(Records for this task)
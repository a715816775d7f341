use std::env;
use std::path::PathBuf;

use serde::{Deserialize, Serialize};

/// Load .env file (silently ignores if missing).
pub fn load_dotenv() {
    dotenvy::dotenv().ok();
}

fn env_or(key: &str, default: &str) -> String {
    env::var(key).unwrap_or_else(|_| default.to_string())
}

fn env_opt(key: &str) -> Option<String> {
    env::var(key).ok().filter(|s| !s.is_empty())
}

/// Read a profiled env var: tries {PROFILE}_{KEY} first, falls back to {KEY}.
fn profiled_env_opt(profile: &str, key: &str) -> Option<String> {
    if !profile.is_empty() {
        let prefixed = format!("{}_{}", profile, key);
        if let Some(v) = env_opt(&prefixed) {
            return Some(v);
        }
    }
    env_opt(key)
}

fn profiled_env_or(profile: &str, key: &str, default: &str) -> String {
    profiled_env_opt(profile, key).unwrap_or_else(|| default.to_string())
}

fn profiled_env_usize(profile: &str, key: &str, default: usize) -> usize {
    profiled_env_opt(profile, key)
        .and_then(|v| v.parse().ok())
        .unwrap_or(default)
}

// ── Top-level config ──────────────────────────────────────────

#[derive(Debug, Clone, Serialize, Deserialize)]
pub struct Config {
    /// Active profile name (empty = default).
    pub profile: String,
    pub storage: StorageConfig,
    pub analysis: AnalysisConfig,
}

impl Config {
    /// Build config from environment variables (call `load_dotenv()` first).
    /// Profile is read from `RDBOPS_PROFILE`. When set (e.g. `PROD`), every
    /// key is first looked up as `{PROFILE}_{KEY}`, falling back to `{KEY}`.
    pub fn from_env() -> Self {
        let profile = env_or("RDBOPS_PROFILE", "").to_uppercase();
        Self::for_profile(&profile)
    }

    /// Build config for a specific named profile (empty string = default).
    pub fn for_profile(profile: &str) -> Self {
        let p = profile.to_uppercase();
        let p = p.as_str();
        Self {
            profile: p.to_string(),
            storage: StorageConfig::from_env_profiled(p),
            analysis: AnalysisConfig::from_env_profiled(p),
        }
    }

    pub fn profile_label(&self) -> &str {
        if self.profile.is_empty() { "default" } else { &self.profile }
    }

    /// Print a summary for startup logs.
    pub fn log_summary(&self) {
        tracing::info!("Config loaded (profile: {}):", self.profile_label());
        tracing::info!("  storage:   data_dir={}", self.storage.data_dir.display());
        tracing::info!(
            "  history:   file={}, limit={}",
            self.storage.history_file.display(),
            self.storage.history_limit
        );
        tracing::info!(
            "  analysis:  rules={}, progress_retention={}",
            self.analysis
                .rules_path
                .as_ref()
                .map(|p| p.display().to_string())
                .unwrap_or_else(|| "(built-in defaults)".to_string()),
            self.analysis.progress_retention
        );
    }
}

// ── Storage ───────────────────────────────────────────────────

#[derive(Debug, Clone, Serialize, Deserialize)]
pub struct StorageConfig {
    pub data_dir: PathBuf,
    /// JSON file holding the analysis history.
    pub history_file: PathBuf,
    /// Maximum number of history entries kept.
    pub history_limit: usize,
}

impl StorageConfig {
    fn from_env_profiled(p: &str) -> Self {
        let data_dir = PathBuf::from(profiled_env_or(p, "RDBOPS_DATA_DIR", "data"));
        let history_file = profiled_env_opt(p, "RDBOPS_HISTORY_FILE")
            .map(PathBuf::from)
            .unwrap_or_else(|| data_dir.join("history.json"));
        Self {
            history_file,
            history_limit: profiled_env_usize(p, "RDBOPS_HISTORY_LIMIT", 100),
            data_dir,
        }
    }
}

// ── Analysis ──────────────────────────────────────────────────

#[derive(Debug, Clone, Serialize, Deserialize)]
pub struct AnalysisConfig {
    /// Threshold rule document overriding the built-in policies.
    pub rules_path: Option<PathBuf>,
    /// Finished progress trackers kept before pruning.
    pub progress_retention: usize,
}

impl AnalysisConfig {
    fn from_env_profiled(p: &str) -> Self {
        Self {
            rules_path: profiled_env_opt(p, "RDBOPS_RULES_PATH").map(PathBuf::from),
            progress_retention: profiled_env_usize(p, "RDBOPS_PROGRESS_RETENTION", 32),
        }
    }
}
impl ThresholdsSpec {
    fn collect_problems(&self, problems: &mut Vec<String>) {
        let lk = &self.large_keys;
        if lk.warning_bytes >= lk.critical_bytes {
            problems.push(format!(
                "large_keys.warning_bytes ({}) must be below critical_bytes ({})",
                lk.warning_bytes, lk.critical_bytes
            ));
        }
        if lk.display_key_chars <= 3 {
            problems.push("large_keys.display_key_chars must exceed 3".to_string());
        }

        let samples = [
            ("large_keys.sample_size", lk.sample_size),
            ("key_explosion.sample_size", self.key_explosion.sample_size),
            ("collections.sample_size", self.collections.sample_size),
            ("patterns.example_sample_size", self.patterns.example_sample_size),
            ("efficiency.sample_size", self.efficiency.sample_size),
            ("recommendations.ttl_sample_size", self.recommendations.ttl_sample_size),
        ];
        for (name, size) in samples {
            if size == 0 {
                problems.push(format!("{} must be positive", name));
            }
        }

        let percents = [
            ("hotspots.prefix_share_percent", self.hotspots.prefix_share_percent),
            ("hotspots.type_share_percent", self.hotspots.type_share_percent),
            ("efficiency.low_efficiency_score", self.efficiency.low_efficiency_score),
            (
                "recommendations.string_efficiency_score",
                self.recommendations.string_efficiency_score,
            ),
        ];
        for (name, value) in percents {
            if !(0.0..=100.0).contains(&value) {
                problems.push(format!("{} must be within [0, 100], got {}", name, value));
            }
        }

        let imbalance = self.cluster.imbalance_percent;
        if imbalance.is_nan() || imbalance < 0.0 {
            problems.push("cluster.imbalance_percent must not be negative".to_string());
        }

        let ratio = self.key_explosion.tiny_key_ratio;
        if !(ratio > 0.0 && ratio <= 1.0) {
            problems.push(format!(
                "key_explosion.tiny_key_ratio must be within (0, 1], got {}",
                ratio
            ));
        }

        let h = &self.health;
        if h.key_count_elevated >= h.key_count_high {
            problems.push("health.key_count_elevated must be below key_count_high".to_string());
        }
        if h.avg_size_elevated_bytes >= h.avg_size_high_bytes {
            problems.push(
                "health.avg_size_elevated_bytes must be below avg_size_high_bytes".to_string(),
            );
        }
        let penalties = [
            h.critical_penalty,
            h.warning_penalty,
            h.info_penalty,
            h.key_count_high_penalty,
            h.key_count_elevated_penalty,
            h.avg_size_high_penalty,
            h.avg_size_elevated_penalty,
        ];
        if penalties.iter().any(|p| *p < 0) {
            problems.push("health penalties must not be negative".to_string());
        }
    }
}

(Exercise description) Every line of the listing that holds "cluster" should be found and copied.

(Exercise response)
        let imbalance = self.cluster.imbalance_percent;
            problems.push("cluster.imbalance_percent must not be negative".to_string());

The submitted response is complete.